AVAILABLE DATA –
impl GameMode {
    /// Create a mode. Seeds from `config.seed` (per-mode stream) or entropy.
    pub fn new(kind: ModeKind, catalog: Arc<CountryCatalog>, config: QuizConfig) -> Self {
        let rng = match config.seed {
            Some(seed) => GameRng::new(seed).for_context(kind.name()),
            None => GameRng::from_entropy(),
        };
        Self::with_rng(kind, catalog, config, rng)
    }

    /// Create a mode with an explicit RNG.
    pub fn with_rng(kind: ModeKind, catalog: Arc<CountryCatalog>, config: QuizConfig, rng: GameRng) -> Self {
        let rules = ModeRules::for_kind(kind, &config);
        Self {
            kind,
            catalog,
            config,
            rng,
            state: GameState::default(),
            used: UsedSet::new(),
            rules,
            listeners: ListenerRegistry::new(),
        }
    }

    // === Accessors ===

    #[must_use]
    pub fn kind(&self) -> ModeKind {
        self.kind
    }

    #[must_use]
    pub fn phase(&self) -> Phase {
        self.state.phase
    }

    #[must_use]
    pub fn state(&self) -> &GameState {
        &self.state
    }

    #[must_use]
    pub fn score(&self) -> Score {
        self.state.score
    }

    #[must_use]
    pub fn options(&self) -> &[Answer] {
        &self.state.options
    }

    #[must_use]
    pub fn catalog(&self) -> &CountryCatalog {
        &self.catalog
    }

    /// Countries asked since the used-set was last cleared.
    #[must_use]
    pub fn used_count(&self) -> usize {
        self.used.len()
    }

    /// Regions offered by Region mode.
    #[must_use]
    pub fn available_regions(&self) -> &'static [Region] {
        &Region::ALL
    }

    /// Region chosen for this game, Region mode only.
    #[must_use]
    pub fn selected_region(&self) -> Option<Region> {
        match self.rules {
            ModeRules::Region { selected } => selected,
            _ => None,
        }
    }

    /// Lives left, Survival mode only.
    #[must_use]
    pub fn lives(&self) -> Option<u32> {
        match self.rules {
            ModeRules::Survival { lives, .. } => Some(lives),
            _ => None,
        }
    }

    /// Seconds left, Time mode only.
    #[must_use]
    pub fn time_left(&self) -> Option<u32> {
        self.rules.countdown().map(|c| c.remaining())
    }

    /// Countdown running, Time mode only.
    #[must_use]
    pub fn is_timer_active(&self) -> bool {
        self.rules.countdown().is_some_and(|c| c.is_armed())
    }

    /// Traversal progress, Learning mode only.
    #[must_use]
    pub fn progress(&self) -> Option<Progress> {
        match &self.rules {
            ModeRules::Learning { order, index } => Some(Progress {
                current: *index,
                total: order.len(),
                percentage: rounded_percent(*index, order.len()),
            }),
            _ => None,
        }
    }

    /// Copy of the current state for presentation.
    #[must_use]
    pub fn snapshot(&self) -> GameSnapshot {
        GameSnapshot {
            mode: self.kind,
            state: self.state.clone(),
            extras: self.rules.extras(&self.used, &self.catalog),
        }
    }

    #[must_use]
    pub fn is_finished(&self) -> bool {
        self.rules.is_finished(&self.used, &self.catalog)
    }

    #[must_use]
    pub fn game_stats(&self) -> GameStats {
        let percentage = match self.progress() {
            Some(progress) => progress.percentage,
            None => self.state.score.percentage(),
        };
        GameStats {
            mode: self.kind,
            score: self.state.score,
            percentage,
            is_finished: self.is_finished(),
            extras: self.rules.extras(&self.used, &self.catalog),
        }
    }

    // === Listeners ===

    /// Subscribe to snapshots. Called in registration order.
    pub fn add_listener(&mut self, listener: impl FnMut(&GameSnapshot) + 'static) -> ListenerId {
        self.listeners.register(listener)
    }

    pub fn remove_listener(&mut self, id: ListenerId) -> bool {
        self.listeners.unregister(id)
    }

    fn notify(&mut self) {
        let snapshot = self.snapshot();
        self.listeners.notify(&snapshot);
    }

    fn set_phase(&mut self, phase: Phase) {
        self.state.phase = phase;
        self.notify();
    }

    // === Commands ===

    /// Load the catalog if needed, clear the previous session and move to
    /// the mode's first phase.
    ///
    /// On failure the mode is left in `Idle`.
    pub async fn start_game(&mut self) -> Result<(), QuizError> {
        self.stop_timer();
        self.set_phase(Phase::Loading);

        let catalog = Arc::clone(&self.catalog);
        if let Err(e) = catalog.load().await {
            warn!("Cannot start {} game: {}", self.kind, e);
            self.set_phase(Phase::Idle);
            return Err(e);
        }

        self.clear_session();
        info!("Starting {} game with {} countries", self.kind, self.catalog.size());

        if let ModeRules::Learning { order, index } = &mut self.rules {
            *order = (0..catalog.size()).collect();
            self.rng.shuffle(order.as_mut_slice());
            *index = 0;
        }

        match self.rules.gate() {
            Some(phase) => {
                self.set_phase(phase);
                Ok(())
            }
            None => self.generate_question(),
        }
    }

    /// Start the clock and ask the first question. Time mode, `Ready` phase only.
    pub fn begin_game(&mut self) -> Result<(), QuizError> {
        if self.state.phase != Phase::Ready {
            return Err(self.unsupported("begin_game"));
        }
        let Some(countdown) = self.rules.countdown_mut() else {
            return Err(self.unsupported("begin_game"));
        };
        countdown.arm();
        info!("Clock started: {}s", countdown.remaining());

        if let Err(e) = self.generate_question() {
            self.stop_timer();
            return Err(e);
        }
        Ok(())
    }

    /// Fix the region and ask the first question. Region mode,
    /// `RegionSelection` phase only.
    ///
    /// A region without countries fails and leaves the mode in `Idle`.
    pub fn select_region(&mut self, region: Region) -> Result<(), QuizError> {
        if self.state.phase != Phase::RegionSelection {
            return Err(self.unsupported("select_region"));
        }
        let ModeRules::Region { selected } = &mut self.rules else {
            return Err(self.unsupported("select_region"));
        };
        *selected = Some(region);
        debug!("Region selected: {}", region);

        self.generate_question()
    }

    /// Hard reset: stop the clock, clear score, question and used-set, and
    /// wait in `Loading` for the next `start_game`.
    pub fn reset_game(&mut self) {
        self.stop_timer();
        self.clear_session();
        debug!("{} game reset", self.kind);
        self.set_phase(Phase::Loading);
    }

    /// Judge `selected` against the pending question.
    ///
    /// Returns `None` without touching the score when no question is pending,
    /// it was already answered, or the Time mode clock is not running.
    /// Learning mode never judges, so every answer to the shown card
    /// succeeds with `Verdict::Unscored`, repeats included.
    pub fn answer_question(&mut self, selected: &Answer) -> Option<AnswerOutcome> {
        let scored = self.rules.is_scored();
        let pending = if scored {
            self.state.phase == Phase::Question && !self.state.is_answered
        } else {
            matches!(self.state.phase, Phase::Question | Phase::Result)
        };
        if !pending || !self.rules.accepts_answers() {
            return None;
        }
        let correct = self.state.correct_answer.clone()?;
        self.state.is_answered = true;

        let verdict = if !scored {
            Verdict::Unscored
        } else if correct.matches(selected) {
            self.state.score.record(true);
            Verdict::Correct
        } else {
            self.state.score.record(false);
            self.rules.on_wrong(&self.config);
            Verdict::Incorrect
        };
        debug!("{} answer {:?}: {}", self.kind, verdict, selected.label());

        self.set_phase(Phase::Result);

        if self.time_left() == Some(0) {
            self.end_game();
        }

        Some(AnswerOutcome {
            verdict,
            correct_answer: correct,
            selected: selected.clone(),
        })
    }

    /// Advance to the next question.
    ///
    /// Returns `Ok(false)` and moves to `Idle` when the game is over, and
    /// `Ok(false)` with no effect when there is no game in progress.
    pub fn next_question(&mut self) -> Result<bool, QuizError> {
        if !matches!(self.state.phase, Phase::Question | Phase::Result) {
            return Ok(false);
        }
        if self.rules.countdown().is_some_and(|c| !c.is_armed()) {
            return Ok(false);
        }
        if self.is_finished() {
            self.end_game();
            return Ok(false);
        }
        self.generate_question()?;
        Ok(true)
    }

    /// One countdown second. Returns false when no clock is running.
    pub fn tick(&mut self) -> bool {
        let Some(left) = self.rules.countdown_mut().and_then(|c| c.tick()) else {
            return false;
        };
        trace!("{}s left", left);
        self.notify();
        if left == 0 {
            self.end_game();
        }
        true
    }

    /// Wait for the next countdown second and apply it.
    ///
    /// Never resolves unless this is a Time mode with a running clock, so it
    /// can sit in a `select!` next to input handling.
    pub async fn next_tick(&mut self) -> bool {
        match self.rules.countdown_mut() {
            Some(countdown) => countdown.wait().await,
            None => std::future::pending::<()>().await,
        }
        self.tick()
    }

    /// Stop a running game so the mode can go to the background.
    pub fn halt(&mut self) {
        if self.is_timer_active() {
            self.end_game();
        }
    }

    // === Internals ===

    fn unsupported(&self, operation: &'static str) -> QuizError {
        QuizError::Unsupported {
            mode: self.kind,
            operation,
        }
    }

    fn stop_timer(&mut self) {
        if let Some(countdown) = self.rules.countdown_mut() {
            countdown.disarm();
        }
    }

    fn end_game(&mut self) {
        self.stop_timer();
        info!(
            "{} game over: {}/{} correct",
            self.kind, self.state.score.correct, self.state.score.total
        );
        self.set_phase(Phase::Idle);
    }

    fn clear_session(&mut self) {
        self.state.clear();
        self.used.clear();
        self.rules.reset();
    }

    /// Build and install a question, moving to `Question`.
    ///
    /// On failure the clock stops, any region selection is dropped, the mode
    /// moves to `Idle` and the error is returned.
    fn generate_question(&mut self) -> Result<(), QuizError> {
        match self.build_question() {
            Ok(question) => {
                debug!("{} question: {}", self.kind, question.country.name);
                self.state.current_question = Some(question.country);
                self.state.correct_answer = Some(question.correct);
                self.state.options = question.options;
                self.state.is_answered = false;
                self.set_phase(Phase::Question);
                Ok(())
            }
            Err(e) => {
                warn!("Failed to generate {} question: {}", self.kind, e);
                self.stop_timer();
                // A region that yields no question is not kept as the selection.
                if let ModeRules::Region { selected } = &mut self.rules {
                    *selected = None;
                }
                self.set_phase(Phase::Idle);
                Err(e)
            }
        }
    }

    fn build_question(&mut self) -> Result<Question, QuizError> {
        let catalog = Arc::clone(&self.catalog);
        let distractors = self.config.distractor_count();

        if let ModeRules::Learning { order, index } = &mut self.rules {
            if order.is_empty() {
                return Err(QuizError::EmptyPool {
                    mode: ModeKind::Learning,
                    region: None,
                });
            }
            if *index >= order.len() {
                *index = 0;
            }
            let country = catalog.all()?[order[*index]].clone();
            *index += 1;
            return Ok(Question {
                correct: Answer::Country(country.clone()),
                country,
                options: Options::new(),
            });
        }

        let pool = self.rules.pool(&catalog)?;
        let Some(pick) = self.used.draw(&mut self.rng, &pool, self.config.max_draw_attempts) else {
            return Err(self.empty_pool());
        };

        let (correct, mut options) = match self.rules {
            ModeRules::Capital => {
                let capital = pick.capital().ok_or_else(|| self.empty_pool())?.to_string();
                let options: Options = self
                    .distinct_capitals(&catalog, &capital)?
                    .into_iter()
                    .map(Answer::Capital)
                    .collect();
                (Answer::Capital(capital), options)
            }
            ModeRules::Region { .. } => {
                let others: Vec<&Country> = pool.iter().copied().filter(|c| !c.same_as(pick)).collect();
                let options: Options = self
                    .rng
                    .sample(others, distractors)
                    .into_iter()
                    .map(|c| Answer::Country(c.clone()))
                    .collect();
                (Answer::Country(pick.clone()), options)
            }
            _ => {
                let options: Options = catalog
                    .sample_excluding(&mut self.rng, distractors, &pick.name)?
                    .into_iter()
                    .map(|c| Answer::Country(c.clone()))
                    .collect();
                (Answer::Country(pick.clone()), options)
            }
        };

        options.push(correct.clone());
        self.rng.shuffle(options.as_mut_slice());

        Ok(Question {
            country: pick.clone(),
            correct,
            options,
        })
    }

    /// Up to `distractor_count` distinct capitals other than `exclude`.
    fn distinct_capitals(&mut self, catalog: &CountryCatalog, exclude: &str) -> Result<Vec<String>, QuizError> {
        let mut seen = FxHashSet::default();
        let capitals: Vec<String> = catalog
            .all()?
            .iter()
            .filter_map(Country::capital)
            .filter(|capital| *capital != exclude && seen.insert(*capital))
            .map(str::to_string)
            .collect();
        Ok(self.rng.sample(capitals, self.config.distractor_count()))
    }

    fn empty_pool(&self) -> QuizError {
        QuizError::EmptyPool {
            mode: self.kind,
            region: self.selected_region(),
        }
    }
}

ASSIGNMENT – Scan the material above for the string "others". Copy each line that holds it.

ANSWER TO THE PROBLEM –
                let others: Vec<&Country> = pool.iter().copied().filter(|c| !c.same_as(pick)).collect();
                    .sample(others, distractors)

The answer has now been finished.